What papers do you plan to do next year?
Next year I will be taking papers on the History of Political Thought and on World History from 1914 onwards. Both are very different topics to those I have studied so far in my first year, but I find this refreshing rather than worrying. I also have no experience of Intellectual History, but I know that King’s has a rich tradition of scholarship in this area so I wanted to take as much advantage from it as I could. I have also realised that I really enjoy Modern History and would like to focus most of my studies in that period.
During the summer, I will be finishing my Themes and Sources paper, which is a self-researched project I have to submit in January 2017. In first year we were given lectures and seminars after we chose our course, and we had to choose an essay question by the end of the year. I had chosen ‘the Bandung Moment’ and I chose an essay on Islamic anti-imperialism. Like the rest of the course, it is self-led. But unlike supervisions, there is no supervisor to guide or critique you. On the other hand, this does mean that you can chose how to address the question and what angles to take. I really like my essay question so I am looking forward to completing it. So alongside the two other papers, I will be completing this.
Outside of studying, what else do you do?
Although studying takes a lot of time, there’s plenty to do besides it. As I mentioned earlier, I was involved a lot in Pakistan Society and Islamic Society events. I helped organise cultural and religious events for students in Cambridge.
Outside of that, I play sports for college teams in Squash and Cricket (I'm on the bottom right in the picture above). I also play Lacrosse for fun because I had never tried it out before. In my first term, I made an effort to try all the things I had not done before so I tried rowing as well. I didn’t continue it but I did enjoy the experience. Lastly, I have written comment pieces for university journalism websites in my free-time. There is always something about university life to comment on and to join in with the discussion.
Of course, there are plenty of places to let your hair down that don’t involve studying or extracurricular activities. There are always social events to attend with friends. College formals can be a nice outing for a group as you get to enjoy high class food in a grand environment. Even if you don’t get a ticket for formals, there is always the post-formal entertainment at the Bar. That is usually where all friends meet to let off some steam from studying. It can be quite nice to relax especially after a long day of reading and going to lectures.

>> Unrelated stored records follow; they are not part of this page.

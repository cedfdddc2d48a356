//! Authentication plugins (spec §4.4, L4): challenge/response calculators.
//!
//! Grounded on the teacher's `mysql/protocol/auth.rs` `AuthPlugin` enum, generalized into the
//! `auth_calculator`-style capability the original C++ implementation exposes (a name plus a
//! `(password, challenge, tls_active) -> response` function) rather than a closed match.

use sha1::{Digest, Sha1};
use sha2::Sha256;

use crate::error::Error;

/// Outcome of a plugin computing its challenge response (spec §4.5 handshake loop).
#[derive(Debug, Clone)]
pub enum AuthResponse {
    /// Send this response and continue the handshake loop.
    Data(Vec<u8>),
    /// The plugin needs no further client action; wait for the server's next packet.
    WaitForServer,
}

/// An authentication plugin, identified by its wire name (spec §4.4).
#[derive(Debug, Clone, Copy, PartialEq, Eq)]
pub enum AuthPlugin {
    MySqlNativePassword,
    CachingSha2Password,
}

impl AuthPlugin {
    pub fn by_name(name: &str) -> Result<Self, Error> {
        match name {
            "mysql_native_password" => Ok(AuthPlugin::MySqlNativePassword),
            "caching_sha2_password" => Ok(AuthPlugin::CachingSha2Password),
            other => Err(Error::UnknownAuthPlugin(other.to_string())),
        }
    }

    pub fn name(self) -> &'static str {
        match self {
            AuthPlugin::MySqlNativePassword => "mysql_native_password",
            AuthPlugin::CachingSha2Password => "caching_sha2_password",
        }
    }

    /// Computes the initial challenge response (spec §4.4).
    pub fn compute(
        self,
        password: &str,
        challenge: &[u8],
    ) -> Result<Vec<u8>, Error> {
        match self {
            AuthPlugin::MySqlNativePassword => native_password_response(password, challenge),
            AuthPlugin::CachingSha2Password => caching_sha2_challenge_response(password, challenge),
        }
    }

    /// Handles an `AuthMoreData` packet's payload, per spec §4.5's handshake loop and §4.4.
    ///
    /// `fast_auth_ok` signals the server sent the caching_sha2 "fast auth success" marker
    /// (`0x03`); any other payload signals a cleartext-password request (`0x04`) which this
    /// method only honors when `tls_active` is true, per spec §4.4.
    pub fn handle_more_data(
        self,
        payload: &[u8],
        password: &str,
        challenge: &[u8],
        tls_active: bool,
    ) -> Result<AuthResponse, Error> {
        match self {
            AuthPlugin::CachingSha2Password => match payload.first() {
                Some(0x03) => Ok(AuthResponse::WaitForServer),
                Some(0x04) => {
                    if !tls_active {
                        return Err(Error::AuthPluginRequiresSsl);
                    }
                    let mut out = password.as_bytes().to_vec();
                    out.push(0);
                    Ok(AuthResponse::Data(out))
                }
                _ => {
                    let response = caching_sha2_challenge_response(password, challenge)?;
                    Ok(AuthResponse::Data(response))
                }
            },
            AuthPlugin::MySqlNativePassword => {
                let response = native_password_response(password, challenge)?;
                Ok(AuthResponse::Data(response))
            }
        }
    }
}

/// `SHA1(password) XOR SHA1(challenge || SHA1(SHA1(password)))`, 20 bytes; empty password
/// yields an empty response (spec §4.4).
fn native_password_response(password: &str, challenge: &[u8]) -> Result<Vec<u8>, Error> {
    if password.is_empty() {
        return Ok(Vec::new());
    }
    if challenge.len() != 20 {
        return Err(Error::ProtocolValueError(format!(
            "mysql_native_password challenge must be 20 bytes, got {}",
            challenge.len()
        )));
    }

    let password_sha1 = Sha1::digest(password.as_bytes());
    let password_sha1_sha1 = Sha1::digest(password_sha1);

    let mut hasher = Sha1::new();
    hasher.update(challenge);
    hasher.update(password_sha1_sha1);
    let challenge_hash = hasher.finalize();

    Ok(xor(&password_sha1, &challenge_hash))
}

/// `SHA256(password) XOR SHA256(challenge || SHA256(SHA256(password)))`, 32 bytes; empty
/// password yields an empty response (spec §4.4).
fn caching_sha2_challenge_response(password: &str, challenge: &[u8]) -> Result<Vec<u8>, Error> {
    if password.is_empty() {
        return Ok(Vec::new());
    }

    let password_sha256 = Sha256::digest(password.as_bytes());
    let password_sha256_sha256 = Sha256::digest(password_sha256);

    let mut hasher = Sha256::new();
    hasher.update(challenge);
    hasher.update(password_sha256_sha256);
    let challenge_hash = hasher.finalize();

    Ok(xor(&password_sha256, &challenge_hash))
}

fn xor(a: &[u8], b: &[u8]) -> Vec<u8> {
    a.iter().zip(b.iter()).map(|(x, y)| x ^ y).collect()
}

#[cfg(test)]
mod tests {
    use super::*;

    #[test]
    fn s1_empty_password_gives_empty_response() {
        let challenge = [0u8; 20];
        let response = AuthPlugin::MySqlNativePassword
            .compute("", &challenge)
            .unwrap();
        assert!(response.is_empty());
    }

    #[test]
    fn native_password_response_is_20_bytes_for_nonempty_password() {
        let challenge = *b"01234567890123456789";
        let response = AuthPlugin::MySqlNativePassword
            .compute("hunter2", &challenge)
            .unwrap();
        assert_eq!(response.len(), 20);
    }

    #[test]
    fn native_password_rejects_wrong_challenge_length() {
        let err = AuthPlugin::MySqlNativePassword
            .compute("hunter2", &[0u8; 19])
            .unwrap_err();
        assert!(matches!(err, Error::ProtocolValueError(_)));
    }

    #[test]
    fn caching_sha2_response_is_32_bytes() {
        let challenge = *b"01234567890123456789";
        let response = AuthPlugin::CachingSha2Password
            .compute("hunter2", &challenge)
            .unwrap();
        assert_eq!(response.len(), 32);
    }

    #[test]
    fn caching_sha2_cleartext_requires_tls() {
        let plugin = AuthPlugin::CachingSha2Password;
        let err = plugin
            .handle_more_data(&[0x04], "hunter2", &[0u8; 20], false)
            .unwrap_err();
        assert!(matches!(err, Error::AuthPluginRequiresSsl));

        let ok = plugin
            .handle_more_data(&[0x04], "hunter2", &[0u8; 20], true)
            .unwrap();
        assert!(matches!(ok, AuthResponse::Data(_)));
    }

    #[test]
    fn caching_sha2_fast_auth_waits_for_server() {
        let plugin = AuthPlugin::CachingSha2Password;
        let resp = plugin
            .handle_more_data(&[0x03], "hunter2", &[0u8; 20], false)
            .unwrap();
        assert!(matches!(resp, AuthResponse::WaitForServer));
    }
}
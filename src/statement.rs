//! Prepared statement handles (spec §3 Statement handle, §4.6 Prepared statements).

use std::sync::Arc;

use crate::protocol::column::ColumnDefinition;

/// A server-side prepared statement handle.
///
/// Owned by the caller (via whatever handle type the connection hands back) but references
/// server-side state: valid until an explicit `close-statement`, a connection reset, or the
/// owning connection's destruction (spec §3 Statement handle lifecycle).
#[derive(Debug, Clone)]
pub struct MySqlStatement {
    pub(crate) id: u32,
    pub(crate) sql: Arc<str>,
    pub(crate) params: Arc<[ColumnDefinition]>,
    pub(crate) columns: Arc<[ColumnDefinition]>,
}

impl MySqlStatement {
    pub(crate) fn new(
        id: u32,
        sql: Arc<str>,
        params: Arc<[ColumnDefinition]>,
        columns: Arc<[ColumnDefinition]>,
    ) -> Self {
        MySqlStatement {
            id,
            sql,
            params,
            columns,
        }
    }

    pub fn id(&self) -> u32 {
        self.id
    }

    pub fn sql(&self) -> &str {
        &self.sql
    }

    pub fn param_count(&self) -> usize {
        self.params.len()
    }

    pub fn column_count(&self) -> usize {
        self.columns.len()
    }

    pub fn columns(&self) -> &[ColumnDefinition] {
        &self.columns
    }
}
//! A TCP stream that may or may not have been upgraded to TLS (spec §4.5 TLS upgrade).
//!
//! Grounded on the teacher's `io::MaybeTlsStream`: one enum, manually delegating
//! [`AsyncRead`]/[`AsyncWrite`] to whichever variant is active, so the rest of the crate never
//! has to know whether a connection is encrypted.

use std::io;
use std::pin::Pin;
use std::task::{Context, Poll};

use tokio::io::{AsyncRead, AsyncWrite, ReadBuf};
use tokio::net::TcpStream;

use crate::error::Error;

pub enum Socket {
    Tcp(TcpStream),
    #[cfg(feature = "rustls")]
    Rustls(Box<tokio_rustls::client::TlsStream<TcpStream>>),
    #[cfg(feature = "native-tls")]
    NativeTls(Box<tokio_native_tls::TlsStream<TcpStream>>),
}

impl Socket {
    pub async fn connect_tcp(host: &str, port: u16) -> Result<Self, Error> {
        let stream = TcpStream::connect((host, port)).await?;
        stream.set_nodelay(true)?;
        Ok(Socket::Tcp(stream))
    }

    pub fn is_tls(&self) -> bool {
        match self {
            Socket::Tcp(_) => false,
            #[cfg(feature = "rustls")]
            Socket::Rustls(_) => true,
            #[cfg(feature = "native-tls")]
            Socket::NativeTls(_) => true,
        }
    }

    #[cfg(feature = "rustls")]
    pub async fn upgrade_rustls(
        self,
        connector: &tokio_rustls::TlsConnector,
        server_name: tokio_rustls::rustls::pki_types::ServerName<'static>,
    ) -> Result<Self, Error> {
        let Socket::Tcp(tcp) = self else {
            return Err(Error::Tls("socket is already upgraded to TLS".into()));
        };
        let tls = connector
            .connect(server_name, tcp)
            .await
            .map_err(|e| Error::Tls(Box::new(e)))?;
        Ok(Socket::Rustls(Box::new(tls)))
    }

    #[cfg(feature = "native-tls")]
    pub async fn upgrade_native_tls(
        self,
        connector: &tokio_native_tls::TlsConnector,
        domain: &str,
    ) -> Result<Self, Error> {
        let Socket::Tcp(tcp) = self else {
            return Err(Error::Tls("socket is already upgraded to TLS".into()));
        };
        let tls = connector
            .connect(domain, tcp)
            .await
            .map_err(|e| Error::Tls(Box::new(e)))?;
        Ok(Socket::NativeTls(Box::new(tls)))
    }
}

impl AsyncRead for Socket {
    fn poll_read(
        self: Pin<&mut Self>,
        cx: &mut Context<'_>,
        buf: &mut ReadBuf<'_>,
    ) -> Poll<io::Result<()>> {
        match self.get_mut() {
            Socket::Tcp(s) => Pin::new(s).poll_read(cx, buf),
            #[cfg(feature = "rustls")]
            Socket::Rustls(s) => Pin::new(s.as_mut()).poll_read(cx, buf),
            #[cfg(feature = "native-tls")]
            Socket::NativeTls(s) => Pin::new(s.as_mut()).poll_read(cx, buf),
        }
    }
}

impl AsyncWrite for Socket {
    fn poll_write(
        self: Pin<&mut Self>,
        cx: &mut Context<'_>,
        buf: &[u8],
    ) -> Poll<io::Result<usize>> {
        match self.get_mut() {
            Socket::Tcp(s) => Pin::new(s).poll_write(cx, buf),
            #[cfg(feature = "rustls")]
            Socket::Rustls(s) => Pin::new(s.as_mut()).poll_write(cx, buf),
            #[cfg(feature = "native-tls")]
            Socket::NativeTls(s) => Pin::new(s.as_mut()).poll_write(cx, buf),
        }
    }

    fn poll_flush(self: Pin<&mut Self>, cx: &mut Context<'_>) -> Poll<io::Result<()>> {
        match self.get_mut() {
            Socket::Tcp(s) => Pin::new(s).poll_flush(cx),
            #[cfg(feature = "rustls")]
            Socket::Rustls(s) => Pin::new(s.as_mut()).poll_flush(cx),
            #[cfg(feature = "native-tls")]
            Socket::NativeTls(s) => Pin::new(s.as_mut()).poll_flush(cx),
        }
    }

    fn poll_shutdown(self: Pin<&mut Self>, cx: &mut Context<'_>) -> Poll<io::Result<()>> {
        match self.get_mut() {
            Socket::Tcp(s) => Pin::new(s).poll_shutdown(cx),
            #[cfg(feature = "rustls")]
            Socket::Rustls(s) => Pin::new(s.as_mut()).poll_shutdown(cx),
            #[cfg(feature = "native-tls")]
            Socket::NativeTls(s) => Pin::new(s.as_mut()).poll_shutdown(cx),
        }
    }
}
//! Connection pool configuration (spec §4.9 "Configuration options (enumerated)").
//!
//! Grounded on the teacher's `pool::options::Builder`, narrowed and renamed to exactly the
//! fields this spec names.

use std::time::Duration;

use crate::error::Error;
use crate::options::MySqlConnectOptions;
use crate::pool::MySqlPool;

/// How the pool synchronizes access to its shared state (spec §4.9 "thread-safety mode
/// (single-threaded cooperative vs. parallel with a strand)").
///
/// That distinction matters for a reference runtime (Boost.Asio) where a pool can opt out of
/// locking entirely by confining all access to one strand. Tokio's sync primitives
/// ([`tokio::sync::Mutex`], atomics) are always safe to share across tasks and threads, so both
/// variants behave identically in this engine; the option is kept only so configuration ported
/// from such a runtime doesn't hit an unrecognized-option error.
#[derive(Debug, Clone, Copy, PartialEq, Eq, Default)]
pub enum ThreadSafetyMode {
    #[default]
    Parallel,
    SingleThreadedCooperative,
}

/// Configuration for a [`MySqlPool`] (spec §4.9).
#[derive(Debug, Clone)]
pub struct PoolOptions {
    pub(crate) initial_size: u32,
    pub(crate) max_size: u32,
    pub(crate) connect_timeout: Duration,
    pub(crate) ping_interval: Option<Duration>,
    pub(crate) idle_timeout: Option<Duration>,
    pub(crate) reset_after_return: bool,
    pub(crate) retry_interval: Duration,
    pub(crate) thread_safety_mode: ThreadSafetyMode,
}

impl Default for PoolOptions {
    fn default() -> Self {
        Self::new()
    }
}

impl PoolOptions {
    pub fn new() -> Self {
        PoolOptions {
            initial_size: 0,
            max_size: 10,
            connect_timeout: Duration::from_secs(30),
            ping_interval: Some(Duration::from_secs(30)),
            idle_timeout: Some(Duration::from_secs(10 * 60)),
            reset_after_return: true,
            retry_interval: Duration::from_millis(500),
            thread_safety_mode: ThreadSafetyMode::Parallel,
        }
    }

    /// Connections opened eagerly when the pool is created (spec §4.9 `initial-size`).
    pub fn initial_size(mut self, n: u32) -> Self {
        self.initial_size = n;
        self
    }

    pub fn max_size(mut self, n: u32) -> Self {
        self.max_size = n.max(1);
        self
    }

    pub fn connect_timeout(mut self, timeout: Duration) -> Self {
        self.connect_timeout = timeout;
        self
    }

    /// How often an idle connection is pinged by the background health task. `None` disables
    /// health pinging (spec §4.9 `ping-interval`).
    pub fn ping_interval(mut self, interval: impl Into<Option<Duration>>) -> Self {
        self.ping_interval = interval.into();
        self
    }

    /// How long a connection may sit idle before it's recycled. `None` disables idle reaping
    /// (spec §4.9 `idle-timeout`).
    pub fn idle_timeout(mut self, timeout: impl Into<Option<Duration>>) -> Self {
        self.idle_timeout = timeout.into();
        self
    }

    /// Whether a returned connection runs `reset-connection` before rejoining the idle queue,
    /// unless the caller flagged it healthy with unchanged session state (spec §4.9 `release`,
    /// default `true`).
    pub fn reset_after_return(mut self, reset: bool) -> Self {
        self.reset_after_return = reset;
        self
    }

    /// Backoff between failed connection attempts while a caller is waiting in `acquire`
    /// (spec §4.9 `retry-interval`).
    pub fn retry_interval(mut self, interval: Duration) -> Self {
        self.retry_interval = interval;
        self
    }

    pub fn thread_safety_mode(mut self, mode: ThreadSafetyMode) -> Self {
        self.thread_safety_mode = mode;
        self
    }

    pub fn get_max_size(&self) -> u32 {
        self.max_size
    }

    pub fn get_initial_size(&self) -> u32 {
        self.initial_size
    }

    /// Builds a pool and eagerly opens `initial_size` connections (spec §4.9).
    pub async fn connect(self, options: MySqlConnectOptions) -> Result<MySqlPool, Error> {
        MySqlPool::with_options(options, self).await
    }

    /// Builds a pool without opening any connections up front, regardless of `initial_size`.
    pub fn connect_lazy(self, options: MySqlConnectOptions) -> MySqlPool {
        MySqlPool::with_options_lazy(options, self)
    }
}

#[cfg(test)]
mod tests {
    use super::*;

    #[test]
    fn max_size_is_never_zero() {
        let opts = PoolOptions::new().max_size(0);
        assert_eq!(opts.get_max_size(), 1);
    }
}
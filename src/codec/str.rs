//! Length-encoded string/byte-string codec (spec §4.1).

use super::int::{get_int_lenenc, put_uint_lenenc};
use super::BufExt;
use crate::error::Error;

pub fn get_bytes_lenenc<'a>(buf: &mut &'a [u8]) -> Result<&'a [u8], Error> {
    let len = get_int_lenenc(buf)? as usize;
    buf.checked_take(len, "length-encoded byte string")
}

pub fn get_str_lenenc<'a>(buf: &mut &'a [u8]) -> Result<&'a str, Error> {
    let bytes = get_bytes_lenenc(buf)?;
    std::str::from_utf8(bytes)
        .map_err(|e| Error::ProtocolValueError(format!("not valid utf-8: {e}")))
}

pub fn put_bytes_lenenc(out: &mut Vec<u8>, bytes: &[u8]) {
    put_uint_lenenc(out, bytes.len() as u64);
    out.extend_from_slice(bytes);
}

pub fn put_str_lenenc(out: &mut Vec<u8>, s: &str) {
    put_bytes_lenenc(out, s.as_bytes());
}

#[cfg(test)]
mod tests {
    use super::*;

    #[test]
    fn round_trips_string() {
        let mut buf = Vec::new();
        put_str_lenenc(&mut buf, "hello, world");
        let mut slice = buf.as_slice();
        assert_eq!(get_str_lenenc(&mut slice).unwrap(), "hello, world");
        assert!(slice.is_empty());
    }

    #[test]
    fn round_trips_empty_string() {
        let mut buf = Vec::new();
        put_str_lenenc(&mut buf, "");
        let mut slice = buf.as_slice();
        assert_eq!(get_str_lenenc(&mut slice).unwrap(), "");
    }
}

What advice would you give to students thinking of applying for History?
I would suggest reading about History outside your curriculum and finding out what really interests you. Applicants need to know why they’re applying for History instead of any other subject and what it is that they enjoy about it. In terms of what you could read, I was advised that any History book was encouraged, regardless of content. Before my interview, I read Orientalism by Edward Said, but there really is no set text. What is more important is the critical mind-set that interviewers look for. Make sure you think very carefully about what you are reading. This is why I would also advise reading magazines or analytical journals like The Economist or The London Review of Books.
Ultimately I would advise you to read into the history that interests you the most.